PROBLEM TO SOLVE ▸
Keep each line of the material that includes "PartialEq", and leave out the rest.

MATERIAL FOR THIS TASK ▸

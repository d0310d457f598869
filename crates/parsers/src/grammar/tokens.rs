//! Token stream over Objective-C source.

use serde::{Deserialize, Serialize};

#[derive(Debug, Clone, Copy, PartialEq, Eq, Serialize, Deserialize)]
pub enum TokenKind {
    Identifier,
    /// `@interface`, `@property`, `@synchronized`, ...
    AtKeyword,
    IntLiteral,
    FloatLiteral,
    /// Either `"..."` or `@"..."`; the text keeps the quotes.
    StringLiteral,
    CharLiteral,
    /// Operators and punctuation, longest-match first.
    Punct,
    /// A whole `#...` line.
    Preprocessor,
    Eof,
}

#[derive(Debug, Clone, PartialEq, Serialize, Deserialize)]
pub struct Token {
    pub kind: TokenKind,
    pub text: String,
    pub line: usize,
    pub column: usize,
    /// Byte offsets into the source, for verbatim slices.
    pub start: usize,
    pub end: usize,
}

impl Token {
    pub fn is(&self, text: &str) -> bool {
        self.text == text
    }
}

const PUNCTUATION: &[&str] = &[
    "<<=", ">>=", "...", "<<", ">>", "<=", ">=", "==", "!=", "&&", "||", "+=", "-=", "*=", "/=",
    "%=", "&=", "|=", "^=", "++", "--", "->", "(", ")", "[", "]", "{", "}", "<", ">", "+", "-",
    "*", "/", "%", "=", ";", ":", ",", ".", "?", "!", "&", "|", "^", "~", "@",
];

/// Splits source text into tokens. Comments and whitespace are skipped;
/// unterminated literals run to end of line. The lexer never fails.
pub fn tokenize(source: &str) -> Vec<Token> {
    let bytes = source.as_bytes();
    let mut tokens = Vec::new();
    let mut i = 0usize;
    let mut line = 1usize;
    let mut column = 1usize;

    let mut advance = |i: &mut usize, line: &mut usize, column: &mut usize, by: usize| {
        for _ in 0..by {
            if bytes.get(*i) == Some(&b'\n') {
                *line += 1;
                *column = 1;
            } else {
                *column += 1;
            }
            *i += 1;
        }
    };

    while i < bytes.len() {
        let c = bytes[i] as char;
        if c.is_ascii_whitespace() {
            advance(&mut i, &mut line, &mut column, 1);
            continue;
        }
        // Line comment.
        if source[i..].starts_with("//") {
            while i < bytes.len() && bytes[i] != b'\n' {
                advance(&mut i, &mut line, &mut column, 1);
            }
            continue;
        }
        // Block comment.
        if source[i..].starts_with("/*") {
            let end = source[i + 2..].find("*/").map(|p| i + 2 + p + 2);
            let stop = end.unwrap_or(bytes.len());
            while i < stop {
                advance(&mut i, &mut line, &mut column, 1);
            }
            continue;
        }
        let (start_line, start_column, start) = (line, column, i);
        // Preprocessor line.
        if c == '#' && (column == 1 || is_line_start(source, i)) {
            while i < bytes.len() && bytes[i] != b'\n' {
                advance(&mut i, &mut line, &mut column, 1);
            }
            tokens.push(Token {
                kind: TokenKind::Preprocessor,
                text: source[start..i].trim_end().to_string(),
                line: start_line,
                column: start_column,
                start,
                end: i,
            });
            continue;
        }
        // @keyword or @"string".
        if c == '@' {
            if source[i + 1..].starts_with('"') {
                let len = string_len(&source[i + 1..]) + 1;
                advance(&mut i, &mut line, &mut column, len);
                tokens.push(Token {
                    kind: TokenKind::StringLiteral,
                    text: source[start..i].to_string(),
                    line: start_line,
                    column: start_column,
                    start,
                    end: i,
                });
                continue;
            }
            let mut j = i + 1;
            while j < bytes.len() && (bytes[j].is_ascii_alphanumeric() || bytes[j] == b'_') {
                j += 1;
            }
            if j > i + 1 {
                let len = j - i;
                advance(&mut i, &mut line, &mut column, len);
                tokens.push(Token {
                    kind: TokenKind::AtKeyword,
                    text: source[start..i].to_string(),
                    line: start_line,
                    column: start_column,
                    start,
                    end: i,
                });
                continue;
            }
            // Bare '@' (collection literals): fall through to punctuation.
        }
        if c == '"' {
            let len = string_len(&source[i..]);
            advance(&mut i, &mut line, &mut column, len);
            tokens.push(Token {
                kind: TokenKind::StringLiteral,
                text: source[start..i].to_string(),
                line: start_line,
                column: start_column,
                start,
                end: i,
            });
            continue;
        }
        if c == '\'' {
            let mut j = i + 1;
            while j < bytes.len() && bytes[j] != b'\'' {
                if bytes[j] == b'\\' {
                    j += 1;
                }
                j += 1;
            }
            let len = (j + 1).min(bytes.len()) - i;
            advance(&mut i, &mut line, &mut column, len);
            tokens.push(Token {
                kind: TokenKind::CharLiteral,
                text: source[start..i].to_string(),
                line: start_line,
                column: start_column,
                start,
                end: i,
            });
            continue;
        }
        if c.is_ascii_digit() {
            let mut j = i;
            let mut is_float = false;
            while j < bytes.len() {
                let d = bytes[j] as char;
                if d.is_ascii_alphanumeric() || d == '_' {
                    j += 1;
                } else if d == '.' && bytes.get(j + 1).map_or(false, u8::is_ascii_digit) {
                    is_float = true;
                    j += 1;
                } else {
                    break;
                }
            }
            let len = j - i;
            advance(&mut i, &mut line, &mut column, len);
            tokens.push(Token {
                kind: if is_float {
                    TokenKind::FloatLiteral
                } else {
                    TokenKind::IntLiteral
                },
                text: source[start..i].to_string(),
                line: start_line,
                column: start_column,
                start,
                end: i,
            });
            continue;
        }
        if c.is_ascii_alphabetic() || c == '_' {
            let mut j = i;
            while j < bytes.len() && (bytes[j].is_ascii_alphanumeric() || bytes[j] == b'_') {
                j += 1;
            }
            let len = j - i;
            advance(&mut i, &mut line, &mut column, len);
            tokens.push(Token {
                kind: TokenKind::Identifier,
                text: source[start..i].to_string(),
                line: start_line,
                column: start_column,
                start,
                end: i,
            });
            continue;
        }
        let punct = PUNCTUATION
            .iter()
            .find(|p| source[i..].starts_with(**p))
            .copied();
        match punct {
            Some(p) => {
                advance(&mut i, &mut line, &mut column, p.len());
                tokens.push(Token {
                    kind: TokenKind::Punct,
                    text: p.to_string(),
                    line: start_line,
                    column: start_column,
                    start,
                    end: i,
                });
            }
            None => {
                // Unrecognised character: skip the whole char so the cursor
                // stays on a UTF-8 boundary.
                let width = source[i..].chars().next().map_or(1, char::len_utf8);
                advance(&mut i, &mut line, &mut column, width);
            }
        }
    }

    tokens.push(Token {
        kind: TokenKind::Eof,
        text: String::new(),
        line,
        column,
        start: bytes.len(),
        end: bytes.len(),
    });
    tokens
}

/// Byte length of a quoted string starting at a `"`, including both quotes.
fn string_len(s: &str) -> usize {
    let bytes = s.as_bytes();
    let mut j = 1;
    while j < bytes.len() && bytes[j] != b'"' {
        if bytes[j] == b'\\' {
            j += 1;
        }
        j += 1;
    }
    (j + 1).min(bytes.len())
}

fn is_line_start(source: &str, i: usize) -> bool {
    source[..i].chars().rev().take_while(|&c| c != '\n').all(|c| c.is_ascii_whitespace())
}

#[cfg(test)]
mod tests {
    use super::*;

    #[test]
    fn tokenizes_objc_keywords_and_literals() {
        let toks = tokenize("@interface Foo : NSObject\n- (int)count;\n@end");
        assert_eq!(toks[0].kind, TokenKind::AtKeyword);
        assert_eq!(toks[0].text, "@interface");
        assert!(toks.iter().any(|t| t.text == "count"));
        assert_eq!(toks.last().unwrap().kind, TokenKind::Eof);
    }

    #[test]
    fn tokenizes_string_and_char_literals() {
        let toks = tokenize(r#"NSString *s = @"hi"; char c = 'x';"#);
        assert!(toks
            .iter()
            .any(|t| t.kind == TokenKind::StringLiteral && t.text == "@\"hi\""));
        assert!(toks
            .iter()
            .any(|t| t.kind == TokenKind::CharLiteral && t.text == "'x'"));
    }

    #[test]
    fn captures_preprocessor_lines() {
        let toks = tokenize("#import <Foundation/Foundation.h>\nint x;");
        assert_eq!(toks[0].kind, TokenKind::Preprocessor);
        assert!(toks[0].text.starts_with("#import"));
        assert_eq!(toks[1].text, "int");
    }

    #[test]
    fn skips_comments_and_tracks_lines() {
        let toks = tokenize("// lead\nint /* mid */ x;\n");
        assert_eq!(toks[0].text, "int");
        assert_eq!(toks[0].line, 2);
        assert_eq!(toks[1].text, "x");
    }

    #[test]
    fn longest_match_punctuation() {
        let toks = tokenize("a <<= b << c <= d;");
        let puncts: Vec<_> = toks
            .iter()
            .filter(|t| t.kind == TokenKind::Punct)
            .map(|t| t.text.as_str())
            .collect();
        assert_eq!(puncts, vec!["<<=", "<<", "<=", ";"]);
    }
}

ANSWER TO THIS EXERCISE ▸
#[derive(Debug, Clone, Copy, PartialEq, Eq, Serialize, Deserialize)]
#[derive(Debug, Clone, PartialEq, Serialize, Deserialize)]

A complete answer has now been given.